The more she talked about this option, the more I felt like Frankenstein. Pieces of my body moved from one hemisphere to another? More foreign objects inserted beneath my skin? The guarantee of future surgeries to keep me in a double-breasted body?
No thank you.
I went on to ask her if she could simply remove the implant from my left breast. She said this was certainly possible. It would leave me with a small breast on the left, and she could match this one with a surgery on the right side if I wanted two small breasts.
This idea is not unappealing to me. It would leave me with a slightly convex chest and preserve my existing breast and nipple. More investigation is needed into this option. The issues?
I’m pretty sure that preserving the left breast in this way would still mean that I need annual mammograms and MRIs.
I might still need an implant on the right side, which means lifelong surgery to maintain the implant.
She also said she could take skin from my back to smooth out the right side of my chest. I would no longer be concave, but I wouldn’t have a breast mound. It’s a third option, but not a particularly appealing one. It comes with 10% loss of range of motion in my back, and still makes me feel Frankenstein-like.

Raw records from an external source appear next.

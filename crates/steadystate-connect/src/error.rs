//! Contact-center API error types

use serde::{Deserialize, Serialize};
use steadystate_core::CoreError;
use thiserror::Error;

/// Error class reported by the remote API
#[derive(Debug, Clone, Copy, PartialEq, Eq, Hash, Serialize, Deserialize)]
pub enum ApiErrorCode {
    ResourceNotFound,
    ResourceConflict,
    InvalidRequest,
    Throttling,
    Internal,
}

impl std::fmt::Display for ApiErrorCode {
    fn fmt(&self, f: &mut std::fmt::Formatter<'_>) -> std::fmt::Result {
        match self {
            ApiErrorCode::ResourceNotFound => write!(f, "ResourceNotFoundException"),
            ApiErrorCode::ResourceConflict => write!(f, "ResourceConflictException"),
            ApiErrorCode::InvalidRequest => write!(f, "InvalidRequestException"),
            ApiErrorCode::Throttling => write!(f, "ThrottlingException"),
            ApiErrorCode::Internal => write!(f, "InternalServiceException"),
        }
    }
}

#[derive(Error, Debug, Clone, PartialEq, Eq, Serialize, Deserialize)]
#[error("{code}: {message}")]
pub struct ApiError {
    pub code: ApiErrorCode,
    pub message: String,
}

impl ApiError {
    pub fn new(code: ApiErrorCode, message: impl Into<String>) -> Self {
        Self {
            code,
            message: message.into(),
        }
    }

    pub fn not_found(message: impl Into<String>) -> Self {
        Self::new(ApiErrorCode::ResourceNotFound, message)
    }

    pub fn conflict(message: impl Into<String>) -> Self {
        Self::new(ApiErrorCode::ResourceConflict, message)
    }

    pub fn invalid_request(message: impl Into<String>) -> Self {
        Self::new(ApiErrorCode::InvalidRequest, message)
    }

    pub fn throttling(message: impl Into<String>) -> Self {
        Self::new(ApiErrorCode::Throttling, message)
    }

    pub fn internal(message: impl Into<String>) -> Self {
        Self::new(ApiErrorCode::Internal, message)
    }

    pub fn is_not_found(&self) -> bool {
        self.code == ApiErrorCode::ResourceNotFound
    }

    /// Turn into an engine error, keeping "not found" distinct from every
    /// other failure
    pub fn classify(self, operation: &str, key: &str) -> CoreError {
        if self.is_not_found() {
            CoreError::NotFound {
                what: format!("{} ({})", key, operation),
                source: Some(Box::new(self)),
            }
        } else {
            CoreError::Api {
                operation: operation.to_string(),
                key: key.to_string(),
                source: Box::new(self),
            }
        }
    }
}

pub type Result<T> = std::result::Result<T, ApiError>;

/// `classify` for API call results
pub trait Classify<T> {
    fn classify(self, operation: &str, key: &str) -> steadystate_core::Result<T>;
}

impl<T> Classify<T> for Result<T> {
    fn classify(self, operation: &str, key: &str) -> steadystate_core::Result<T> {
        self.map_err(|e| e.classify(operation, key))
    }
}
use crate::host::{self, Host};
use colored::Colorize;
use steadystate_connect::ResourceKind;
use steadystate_core::ResourceData;

pub async fn handle(host: &Host, name: &str, kind: ResourceKind, attrs: &str) -> anyhow::Result<()> {
    let attrs = host::parse_attrs(attrs)?;

    let lock = host.state.acquire_lock().await?;
    let mut state = host.state.load().await?;
    if let Some(existing) = state.get(name) {
        anyhow::bail!(
            "'{}' is already tracked as {} ({})",
            name,
            existing.resource_type,
            existing.id
        );
    }

    println!("{}", format!("Creating {} {}...", kind, name).blue());
    let mut data = ResourceData::with_attributes(kind.type_name(), attrs.clone());
    let result = kind
        .create(&host.config.engine, &host.context(), &host.api, &mut data)
        .await;

    // A token assigned before a later failure is still tracked, together
    // with the attributes that were asked for
    match (&result, data.id()) {
        (Err(_), Some(id)) => {
            let requested = ResourceData::from_state(kind.type_name(), id, attrs);
            host.commit(&mut state, name, &requested).await?;
        }
        _ => host.commit(&mut state, name, &data).await?,
    }
    lock.release().await?;

    match result {
        Ok(()) => {
            println!(
                "{} {} ({})",
                "✓ Created".green(),
                name.cyan(),
                data.id().unwrap_or_default()
            );
            host::print_attributes(&data);
            Ok(())
        }
        Err(diagnostics) => {
            if let Some(id) = data.id() {
                eprintln!(
                    "{}",
                    format!("'{}' exists as {} but did not settle", name, id).yellow()
                );
            }
            host::print_last_observed(&diagnostics, &data);
            Err(host::failed("create", name, &diagnostics))
        }
    }
}
#[async_trait]
impl ConnectApi for SandboxConnect {
    async fn associate_approved_origin(&self, instance_id: &str, origin: &str) -> Result<()> {
        let mut state = self.lock();
        state.begin("AssociateApprovedOrigin", &format!("{},{}", instance_id, origin))?;
        let at = state.visible_from();
        let instance = state.instance_mut(instance_id)?;
        if !instance.approved_origins.insert(origin.to_string(), at) {
            return Err(ApiError::conflict(format!(
                "origin {} is already approved",
                origin
            )));
        }
        Ok(())
    }

    async fn disassociate_approved_origin(&self, instance_id: &str, origin: &str) -> Result<()> {
        let mut state = self.lock();
        state.begin("DisassociateApprovedOrigin", &format!("{},{}", instance_id, origin))?;
        let at = state.visible_from();
        let instance = state.instance_mut(instance_id)?;
        if instance.approved_origins.remove_where(at, |o| o == origin) == 0 {
            return Err(ApiError::not_found(format!(
                "origin {} is not approved",
                origin
            )));
        }
        Ok(())
    }

    async fn list_approved_origins(
        &self,
        instance_id: &str,
        next_token: Option<String>,
    ) -> Result<Page<String>> {
        let mut state = self.lock();
        let at = state.begin_read("ListApprovedOrigins", instance_id)?;
        let origins: Vec<String> = state
            .instance(instance_id)?
            .approved_origins
            .visible(at)
            .cloned()
            .collect();
        state.page(origins, next_token)
    }

    async fn associate_queue_quick_connects(
        &self,
        instance_id: &str,
        queue_id: &str,
        quick_connect_ids: &[String],
    ) -> Result<()> {
        let mut state = self.lock();
        state.begin(
            "AssociateQueueQuickConnects",
            &format!("{},{}", instance_id, queue_id),
        )?;
        if quick_connect_ids.is_empty() {
            return Err(ApiError::invalid_request("QuickConnectIds must not be empty"));
        }
        let at = state.visible_from();
        let instance = state.instance_mut(instance_id)?;
        if let Some(unknown) = quick_connect_ids
            .iter()
            .find(|id| !instance.quick_connects.contains_key(*id))
        {
            return Err(ApiError::not_found(format!(
                "quick connect {} not found",
                unknown
            )));
        }
        let queue = instance
            .queues
            .get_mut(queue_id)
            .ok_or_else(|| ApiError::not_found(format!("queue {} not found", queue_id)))?;
        for id in quick_connect_ids {
            queue.insert(id.clone(), at);
        }
        Ok(())
    }

    async fn disassociate_queue_quick_connects(
        &self,
        instance_id: &str,
        queue_id: &str,
        quick_connect_ids: &[String],
    ) -> Result<()> {
        let mut state = self.lock();
        state.begin(
            "DisassociateQueueQuickConnects",
            &format!("{},{}", instance_id, queue_id),
        )?;
        let at = state.visible_from();
        let queue = state
            .instance_mut(instance_id)?
            .queues
            .get_mut(queue_id)
            .ok_or_else(|| ApiError::not_found(format!("queue {} not found", queue_id)))?;
        queue.remove_where(at, |id| quick_connect_ids.contains(id));
        Ok(())
    }

    async fn list_queue_quick_connects(
        &self,
        instance_id: &str,
        queue_id: &str,
        next_token: Option<String>,
    ) -> Result<Page<QuickConnectSummary>> {
        let mut state = self.lock();
        let at = state.begin_read(
            "ListQueueQuickConnects",
            &format!("{},{}", instance_id, queue_id),
        )?;
        let instance = state.instance(instance_id)?;
        let queue = instance
            .queues
            .get(queue_id)
            .ok_or_else(|| ApiError::not_found(format!("queue {} not found", queue_id)))?;
        let summaries: Vec<QuickConnectSummary> = queue
            .visible(at)
            .map(|id| QuickConnectSummary {
                id: id.clone(),
                arn: format!("{}/{}/transfer-destination/{}", ARN_PREFIX, instance_id, id),
                name: instance.quick_connects.get(id).cloned().unwrap_or_default(),
            })
            .collect();
        state.page(summaries, next_token)
    }

    async fn associate_phone_number_contact_flow(
        &self,
        instance_id: &str,
        phone_number_id: &str,
        contact_flow_id: &str,
    ) -> Result<()> {
        let mut state = self.lock();
        state.begin(
            "AssociatePhoneNumberContactFlow",
            &format!("{}:{}:{}", instance_id, phone_number_id, contact_flow_id),
        )?;
        let at = state.visible_from();
        let instance = state.instance_mut(instance_id)?;
        if !instance.phone_numbers.contains(phone_number_id) {
            return Err(ApiError::not_found(format!(
                "phone number {} not found",
                phone_number_id
            )));
        }
        if !instance.contact_flows.contains(contact_flow_id) {
            return Err(ApiError::not_found(format!(
                "contact flow {} not found",
                contact_flow_id
            )));
        }
        // A phone number routes to one flow at a time
        instance
            .flow_associations
            .remove_where(at, |(phone, flow)| phone == phone_number_id && flow != contact_flow_id);
        instance.flow_associations.insert(
            (phone_number_id.to_string(), contact_flow_id.to_string()),
            at,
        );
        Ok(())
    }

    async fn disassociate_phone_number_contact_flow(
        &self,
        instance_id: &str,
        phone_number_id: &str,
    ) -> Result<()> {
        let mut state = self.lock();
        state.begin(
            "DisassociatePhoneNumberContactFlow",
            &format!("{}:{}", instance_id, phone_number_id),
        )?;
        let at = state.visible_from();
        let instance = state.instance_mut(instance_id)?;
        if instance
            .flow_associations
            .remove_where(at, |(phone, _)| phone == phone_number_id)
            == 0
        {
            return Err(ApiError::not_found(format!(
                "phone number {} has no contact flow",
                phone_number_id
            )));
        }
        Ok(())
    }

    async fn list_flow_associations(
        &self,
        instance_id: &str,
        next_token: Option<String>,
    ) -> Result<Page<FlowAssociationSummary>> {
        let mut state = self.lock();
        let at = state.begin_read("ListFlowAssociations", instance_id)?;
        let associations: Vec<FlowAssociationSummary> = state
            .instance(instance_id)?
            .flow_associations
            .visible(at)
            .map(|(phone, flow)| FlowAssociationSummary {
                resource_id: phone.clone(),
                flow_id: flow.clone(),
                resource_type: "VOICE_PHONE_NUMBER".to_string(),
            })
            .collect();
        state.page(associations, next_token)
    }

    async fn create_rule(&self, input: CreateRuleInput) -> Result<CreateRuleOutput> {
        let mut state = self.lock();
        state.begin("CreateRule", &format!("{},{}", input.instance_id, input.name))?;
        if input.actions.is_empty() {
            return Err(ApiError::invalid_request("Actions must not be empty"));
        }
        state.instance(&input.instance_id)?;

        let rule_id = state.next_id("rule");
        let at = state.visible_from();
        let instance = state.instance_mut(&input.instance_id)?;
        if instance
            .rules
            .values()
            .any(|t| t.live().any(|r| r.name == input.name))
        {
            return Err(ApiError::conflict(format!(
                "rule named {} already exists",
                input.name
            )));
        }

        let mut timeline = Timeline::default();
        timeline.insert(
            StoredRule {
                rule_id: rule_id.clone(),
                name: input.name,
                trigger_event_source: input.trigger_event_source,
                function: input.function,
                actions: input.actions,
                publish_status: input.publish_status,
                last_updated_time: Utc::now(),
            },
            at,
        );
        instance.rules.insert(rule_id.clone(), timeline);

        Ok(CreateRuleOutput {
            rule_arn: rule_arn(&input.instance_id, &rule_id),
            rule_id,
        })
    }

    async fn describe_rule(&self, instance_id: &str, rule_id: &str) -> Result<Rule> {
        let mut state = self.lock();
        let at = state.begin_read("DescribeRule", &format!("{},{}", instance_id, rule_id))?;
        let rule = state
            .instance(instance_id)?
            .rules
            .get(rule_id)
            .and_then(|t| t.visible(at).last())
            .ok_or_else(|| ApiError::not_found(format!("rule {} not found", rule_id)))?;

        Ok(Rule {
            rule_id: rule.rule_id.clone(),
            rule_arn: rule_arn(instance_id, rule_id),
            name: rule.name.clone(),
            trigger_event_source: rule.trigger_event_source.clone(),
            function: rule.function.clone(),
            actions: rule.actions.clone(),
            publish_status: rule.publish_status,
            last_updated_time: rule.last_updated_time,
        })
    }

    async fn update_rule(&self, input: UpdateRuleInput) -> Result<()> {
        let mut state = self.lock();
        state.begin("UpdateRule", &format!("{},{}", input.instance_id, input.rule_id))?;
        if input.actions.is_empty() {
            return Err(ApiError::invalid_request("Actions must not be empty"));
        }
        let at = state.visible_from();
        let timeline = state
            .instance_mut(&input.instance_id)?
            .rules
            .get_mut(&input.rule_id)
            .ok_or_else(|| ApiError::not_found(format!("rule {} not found", input.rule_id)))?;
        let current = timeline
            .live()
            .next()
            .cloned()
            .ok_or_else(|| ApiError::not_found(format!("rule {} not found", input.rule_id)))?;

        timeline.remove_where(at, |_| true);
        timeline.insert(
            StoredRule {
                name: input.name,
                function: input.function,
                actions: input.actions,
                publish_status: input.publish_status,
                last_updated_time: Utc::now(),
                ..current
            },
            at,
        );
        Ok(())
    }

    async fn delete_rule(&self, instance_id: &str, rule_id: &str) -> Result<()> {
        let mut state = self.lock();
        state.begin("DeleteRule", &format!("{},{}", instance_id, rule_id))?;
        let at = state.visible_from();
        let removed = state
            .instance_mut(instance_id)?
            .rules
            .get_mut(rule_id)
            .map(|t| t.remove_where(at, |_| true))
            .unwrap_or(0);
        if removed == 0 {
            return Err(ApiError::not_found(format!("rule {} not found", rule_id)));
        }
        Ok(())
    }
}
use crate::host::{self, Host};
use colored::Colorize;
use steadystate_connect::ResourceKind;

pub async fn handle(host: &Host, name: &str, kind: ResourceKind, id: &str) -> anyhow::Result<()> {
    let lock = host.state.acquire_lock().await?;
    let mut state = host.state.load().await?;
    if state.get(name).is_some() {
        anyhow::bail!("'{}' is already tracked", name);
    }

    let result = kind
        .import(&host.config.engine, &host.context(), &host.api, id)
        .await;

    match result {
        Ok(data) => {
            host.commit(&mut state, name, &data).await?;
            lock.release().await?;
            println!("{} {} ({})", "✓ Imported".green(), name.cyan(), id);
            host::print_attributes(&data);
            Ok(())
        }
        Err(diagnostics) => {
            host.save_sandbox().await?;
            lock.release().await?;
            Err(host::failed("import", name, &diagnostics))
        }
    }
}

Mind you, all of this conversation and these options were discussed before I even took off my papery hospital gown! She didn’t even know if I had enough belly fat to build a new breast until I went topless.
It turns out I do have enough belly fat to build me a new breast, but only one, or two small ones.
As we finished up the appointment, I pulled my papery blue gown back over my chest. “You can always make another decision later on.” The doctor assured me.
This is what I’ve learned about breasts: they are always opportunities for revision.
Based on what I learned, my options remain the same:
- Do I let her build me a new breast, and try reconstruction again?
- Do I have my left breast removed?
- Or do I stay the way I am, with one fierce tit?